Development of the gonadotrophic resistant ovary syndrome in myasthenia gravis: suggestion of similar autoimmune mechanisms.

A woman with myasthenia gravis who developed hypergonadotrophic amenorrhoea was studied. This patient fulfilled all accepted criteria for the diagnosis of the gonadotrophin resistant ovary syndrome: high levels of serum LH and FSH by radioimmunoassay and urinary gonadotrophin excretion by bioassay, low serum oestradiol, lack of response to exogenous gonadotrophin and ovaries with multiple non-stimulated primordial follicles. The serum of this patient contained a substance which behaving like a gamma globulin, inhibited FSH specific binding to receptors in an in vitro system.
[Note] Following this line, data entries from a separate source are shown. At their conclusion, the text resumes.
//! # Shelfwise CLI (`shelfwise`)
//!
//! ## Usage
//!
//! ```bash
//! shelfwise --config ./config/shelfwise.toml <command>
//! ```
//!
//! ## Commands
//!
//! | Command | Description |
//! |---------|-------------|
//! | `shelfwise init` | Create the SQLite database and run schema migrations |
//! | `shelfwise import <file>` | Load media records from a JSON array |
//! | `shelfwise serve` | Start the HTTP server |
//! | `shelfwise recommend "<prompt>"` | Stream recommendations from a running server |
//!
//! Logs go to stderr and follow `RUST_LOG` (default `info`).

use std::io::Write;
use std::path::PathBuf;

use anyhow::bail;
use clap::{Parser, Subcommand};
use serde_json::{json, Map, Value};
use tracing_subscriber::EnvFilter;

use shelfwise::client::StreamConsumer;
use shelfwise::{config, import, migrate, server};
use shelfwise_core::consumer::{ConsumerState, ConsumerStatus};

/// Shelfwise: streamed AI recommendations for a library catalog.
#[derive(Parser)]
#[command(name = "shelfwise", version, about)]
struct Cli {
    /// Path to configuration file (TOML).
    #[arg(long, global = true, default_value = "./config/shelfwise.toml")]
    config: PathBuf,

    #[command(subcommand)]
    command: Commands,
}

#[derive(Subcommand)]
enum Commands {
    /// Initialize the database schema.
    ///
    /// This command is idempotent; running it multiple times is safe.
    Init,

    /// Import media records from a JSON file.
    Import {
        /// Path to a JSON array of media records.
        file: PathBuf,
    },

    /// Start the HTTP server on `[server].bind`.
    Serve,

    /// Ask a running server for recommendations and print the summary as
    /// it streams. Ctrl-C cancels.
    Recommend {
        prompt: String,

        #[arg(long)]
        media_type: Option<String>,

        #[arg(long)]
        media_format: Option<String>,

        #[arg(long)]
        age_group: Option<String>,

        #[arg(long)]
        limit: Option<u32>,

        /// Server base URL. Defaults to `http://<server.bind>` from config.
        #[arg(long)]
        url: Option<String>,

        /// Value for the `x-user-id` header.
        #[arg(long)]
        user: Option<String>,

        /// Value for the `x-user-role` header.
        #[arg(long)]
        role: Option<String>,
    },
}

fn init_tracing() {
    tracing_subscriber::fmt()
        .with_env_filter(
            EnvFilter::try_from_default_env().unwrap_or_else(|_| EnvFilter::new("info")),
        )
        .with_writer(std::io::stderr)
        .init();
}

#[tokio::main]
async fn main() -> anyhow::Result<()> {
    init_tracing();
    let cli = Cli::parse();

    // `recommend --url` talks to a server and needs no local config.
    if let Commands::Recommend { url: Some(url), .. } = &cli.command {
        let url = url.clone();
        return run_recommend(cli.command, &url).await;
    }

    let cfg = config::load_config(&cli.config)?;

    match cli.command {
        Commands::Init => {
            migrate::run_migrations(&cfg).await?;
            println!("Database initialized successfully.");
        }
        Commands::Import { file } => {
            import::run_import(&cfg, &file).await?;
        }
        Commands::Serve => {
            server::run_server(&cfg).await?;
        }
        command @ Commands::Recommend { .. } => {
            let url = format!("http://{}", cfg.server.bind);
            run_recommend(command, &url).await?;
        }
    }

    Ok(())
}

async fn run_recommend(command: Commands, base_url: &str) -> anyhow::Result<()> {
    let Commands::Recommend {
        prompt,
        media_type,
        media_format,
        age_group,
        limit,
        user,
        role,
        ..
    } = command
    else {
        bail!("not a recommend command");
    };

    let mut filters = Map::new();
    for (key, value) in [
        ("mediaType", media_type),
        ("mediaFormat", media_format),
        ("ageGroup", age_group),
    ] {
        if let Some(value) = value {
            filters.insert(key.to_string(), Value::String(value));
        }
    }
    if let Some(limit) = limit {
        filters.insert("limit".to_string(), json!(limit));
    }
    let filters = (!filters.is_empty()).then_some(Value::Object(filters));

    let mut consumer = StreamConsumer::new(base_url)?;
    if let Some(user) = user {
        consumer = consumer.with_user(&user, role.as_deref())?;
    }

    let cancel = consumer.cancel_handle();
    tokio::spawn(async move {
        if tokio::signal::ctrl_c().await.is_ok() {
            cancel.cancel();
        }
    });

    let mut printed = 0;
    let mut listed = false;
    let state = consumer
        .send_prompt(&prompt, filters, |state: &ConsumerState| {
            let mut out = std::io::stdout().lock();
            if !listed {
                if let Some(items) = state
                    .metadata
                    .as_ref()
                    .and_then(|m| m["items"].as_array())
                {
                    listed = true;
                    for item in items {
                        let _ = writeln!(
                            out,
                            "- {} ({})",
                            item["title"].as_str().unwrap_or("untitled"),
                            item["author"].as_str().unwrap_or("unknown")
                        );
                    }
                    let _ = writeln!(out);
                }
            }
            if state.summary.len() > printed {
                let _ = write!(out, "{}", &state.summary[printed..]);
                printed = state.summary.len();
            }
            let _ = out.flush();
        })
        .await;
    println!();

    match state.status {
        ConsumerStatus::Error => bail!(state
            .error
            .unwrap_or_else(|| "recommendation failed".to_string())),
        ConsumerStatus::Idle if state.is_cancelled() => {
            eprintln!("Cancelled.");
        }
        _ => {}
    }
    Ok(())
}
This inhibitor was looked for in further patients with hypergonadotrophic amenorrhoea, other immunological diseases or myasthenia gravis with normal menses. Ovarian biopsy was not available in these patients. In all except one who also had the association of myasthenia gravis and hypergonadotrophic amenorrhoea, the inhibitor was not detected. It is suggested that development of antibodies directed against gonadotrophin receptors or a receptor related membrane domain may play a role in the mechanism of failure of gonadotrophin stimulation in some patients with the gonadotrophin resistant ovary syndrome.